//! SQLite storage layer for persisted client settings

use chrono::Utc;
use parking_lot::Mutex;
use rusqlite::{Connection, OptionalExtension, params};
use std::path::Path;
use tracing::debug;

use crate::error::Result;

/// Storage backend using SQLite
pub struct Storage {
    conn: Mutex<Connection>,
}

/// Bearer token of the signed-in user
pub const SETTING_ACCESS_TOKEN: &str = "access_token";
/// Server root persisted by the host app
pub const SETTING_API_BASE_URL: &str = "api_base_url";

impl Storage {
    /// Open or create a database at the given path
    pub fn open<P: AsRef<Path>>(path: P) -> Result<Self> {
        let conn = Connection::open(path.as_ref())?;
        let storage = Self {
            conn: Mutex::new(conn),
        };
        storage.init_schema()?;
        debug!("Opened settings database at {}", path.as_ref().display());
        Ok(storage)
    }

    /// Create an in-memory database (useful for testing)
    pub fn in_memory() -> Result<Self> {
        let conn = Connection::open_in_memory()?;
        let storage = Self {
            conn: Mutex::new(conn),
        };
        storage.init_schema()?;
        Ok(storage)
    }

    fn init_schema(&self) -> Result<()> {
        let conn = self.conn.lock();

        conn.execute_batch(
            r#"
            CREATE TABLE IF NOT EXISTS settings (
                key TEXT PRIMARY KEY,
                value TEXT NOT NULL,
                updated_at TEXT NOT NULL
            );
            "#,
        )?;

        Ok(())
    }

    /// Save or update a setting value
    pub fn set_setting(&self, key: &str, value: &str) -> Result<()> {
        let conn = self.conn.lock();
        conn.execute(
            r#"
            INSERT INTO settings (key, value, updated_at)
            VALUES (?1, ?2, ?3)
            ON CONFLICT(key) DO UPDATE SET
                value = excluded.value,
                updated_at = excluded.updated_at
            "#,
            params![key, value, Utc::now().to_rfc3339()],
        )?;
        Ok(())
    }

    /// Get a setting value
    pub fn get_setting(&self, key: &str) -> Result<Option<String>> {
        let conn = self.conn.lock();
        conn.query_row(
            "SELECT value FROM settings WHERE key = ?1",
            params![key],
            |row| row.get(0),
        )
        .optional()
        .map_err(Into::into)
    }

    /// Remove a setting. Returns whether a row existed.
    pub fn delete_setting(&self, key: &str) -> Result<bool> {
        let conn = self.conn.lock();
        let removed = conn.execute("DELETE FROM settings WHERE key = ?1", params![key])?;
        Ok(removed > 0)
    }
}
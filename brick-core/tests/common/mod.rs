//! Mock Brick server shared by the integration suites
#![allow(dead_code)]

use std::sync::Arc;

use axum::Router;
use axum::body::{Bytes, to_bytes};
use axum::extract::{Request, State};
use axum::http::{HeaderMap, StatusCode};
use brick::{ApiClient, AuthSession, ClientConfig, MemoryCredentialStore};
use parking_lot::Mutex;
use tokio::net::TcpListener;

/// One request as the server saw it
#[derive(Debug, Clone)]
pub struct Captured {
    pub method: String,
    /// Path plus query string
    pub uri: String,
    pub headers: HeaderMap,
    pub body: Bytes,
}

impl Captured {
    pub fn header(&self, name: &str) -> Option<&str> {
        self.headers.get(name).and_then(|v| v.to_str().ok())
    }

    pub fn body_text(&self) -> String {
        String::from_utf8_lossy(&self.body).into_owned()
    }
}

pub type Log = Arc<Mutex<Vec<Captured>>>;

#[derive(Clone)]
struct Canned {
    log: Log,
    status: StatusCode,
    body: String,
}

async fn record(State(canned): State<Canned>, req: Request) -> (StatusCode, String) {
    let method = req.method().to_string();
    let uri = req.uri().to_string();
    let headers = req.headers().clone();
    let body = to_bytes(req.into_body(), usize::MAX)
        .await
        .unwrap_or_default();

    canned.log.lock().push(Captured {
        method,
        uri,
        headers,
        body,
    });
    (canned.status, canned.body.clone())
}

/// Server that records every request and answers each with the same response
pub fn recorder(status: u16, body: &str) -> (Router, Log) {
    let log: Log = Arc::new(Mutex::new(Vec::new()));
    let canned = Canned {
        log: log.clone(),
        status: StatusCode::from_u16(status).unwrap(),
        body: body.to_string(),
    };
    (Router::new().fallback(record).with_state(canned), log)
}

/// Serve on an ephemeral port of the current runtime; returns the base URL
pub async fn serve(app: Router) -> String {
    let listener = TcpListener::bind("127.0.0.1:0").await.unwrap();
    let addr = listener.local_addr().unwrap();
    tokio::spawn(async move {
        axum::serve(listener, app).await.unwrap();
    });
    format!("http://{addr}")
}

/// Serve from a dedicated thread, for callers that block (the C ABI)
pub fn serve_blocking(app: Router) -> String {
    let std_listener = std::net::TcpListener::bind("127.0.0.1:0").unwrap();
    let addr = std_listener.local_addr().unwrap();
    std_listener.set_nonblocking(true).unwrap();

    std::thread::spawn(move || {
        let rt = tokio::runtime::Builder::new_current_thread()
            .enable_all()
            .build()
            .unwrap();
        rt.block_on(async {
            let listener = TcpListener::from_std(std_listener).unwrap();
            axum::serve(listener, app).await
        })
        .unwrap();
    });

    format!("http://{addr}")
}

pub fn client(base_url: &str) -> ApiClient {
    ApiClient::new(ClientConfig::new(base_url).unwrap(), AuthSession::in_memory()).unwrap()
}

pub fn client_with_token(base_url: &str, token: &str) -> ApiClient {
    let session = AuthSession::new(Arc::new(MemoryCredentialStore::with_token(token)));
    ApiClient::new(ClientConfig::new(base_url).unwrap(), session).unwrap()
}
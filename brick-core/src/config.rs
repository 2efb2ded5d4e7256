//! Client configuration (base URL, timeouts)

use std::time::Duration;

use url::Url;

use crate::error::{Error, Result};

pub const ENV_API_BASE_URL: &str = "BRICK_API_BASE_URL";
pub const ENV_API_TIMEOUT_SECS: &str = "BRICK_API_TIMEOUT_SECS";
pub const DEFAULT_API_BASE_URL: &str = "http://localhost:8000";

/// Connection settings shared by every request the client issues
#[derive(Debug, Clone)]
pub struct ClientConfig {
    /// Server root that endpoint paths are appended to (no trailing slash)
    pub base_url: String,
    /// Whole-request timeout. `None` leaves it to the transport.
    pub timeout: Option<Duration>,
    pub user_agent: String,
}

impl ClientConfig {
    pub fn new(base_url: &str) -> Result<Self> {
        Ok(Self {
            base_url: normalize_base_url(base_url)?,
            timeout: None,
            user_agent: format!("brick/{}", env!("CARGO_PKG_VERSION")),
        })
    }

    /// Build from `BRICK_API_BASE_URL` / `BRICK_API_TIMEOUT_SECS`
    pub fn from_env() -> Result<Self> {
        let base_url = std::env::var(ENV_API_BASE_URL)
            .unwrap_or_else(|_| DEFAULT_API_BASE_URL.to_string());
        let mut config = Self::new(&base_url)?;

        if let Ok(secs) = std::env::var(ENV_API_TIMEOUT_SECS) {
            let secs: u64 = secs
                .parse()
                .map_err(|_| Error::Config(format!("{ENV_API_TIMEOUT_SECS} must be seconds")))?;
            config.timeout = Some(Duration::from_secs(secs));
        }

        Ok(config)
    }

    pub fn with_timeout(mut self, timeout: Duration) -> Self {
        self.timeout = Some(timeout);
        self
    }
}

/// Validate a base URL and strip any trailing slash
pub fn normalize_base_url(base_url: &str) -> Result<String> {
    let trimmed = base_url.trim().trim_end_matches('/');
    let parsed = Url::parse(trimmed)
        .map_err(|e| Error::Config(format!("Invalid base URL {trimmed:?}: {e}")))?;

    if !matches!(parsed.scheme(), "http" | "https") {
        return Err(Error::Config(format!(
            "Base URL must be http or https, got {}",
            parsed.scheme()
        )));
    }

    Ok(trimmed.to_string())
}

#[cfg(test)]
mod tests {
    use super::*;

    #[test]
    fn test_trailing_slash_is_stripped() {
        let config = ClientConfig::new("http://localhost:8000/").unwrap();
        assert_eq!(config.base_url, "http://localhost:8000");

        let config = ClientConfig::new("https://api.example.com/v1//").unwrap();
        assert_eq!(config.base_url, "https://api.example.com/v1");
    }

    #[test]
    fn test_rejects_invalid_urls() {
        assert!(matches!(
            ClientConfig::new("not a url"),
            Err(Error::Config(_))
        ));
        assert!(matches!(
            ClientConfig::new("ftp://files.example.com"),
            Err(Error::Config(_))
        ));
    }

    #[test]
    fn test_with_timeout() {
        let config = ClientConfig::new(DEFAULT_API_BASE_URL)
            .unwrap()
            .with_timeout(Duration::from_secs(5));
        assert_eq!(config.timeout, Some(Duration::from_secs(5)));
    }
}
+ + + +
- Exercise prompt -
Considering only the material above, set down every line from the one with "let addr = listener.local_addr().unwrap();" to the one with "let addr = std_listener.local_addr().unwrap();", inclusive, exactly as written.

- Solution below -
    let addr = listener.local_addr().unwrap();
    tokio::spawn(async move {
        axum::serve(listener, app).await.unwrap();
    });
    format!("http://{addr}")
}

/// Serve from a dedicated thread, for callers that block (the C ABI)
pub fn serve_blocking(app: Router) -> String {
    let std_listener = std::net::TcpListener::bind("127.0.0.1:0").unwrap();
    let addr = std_listener.local_addr().unwrap();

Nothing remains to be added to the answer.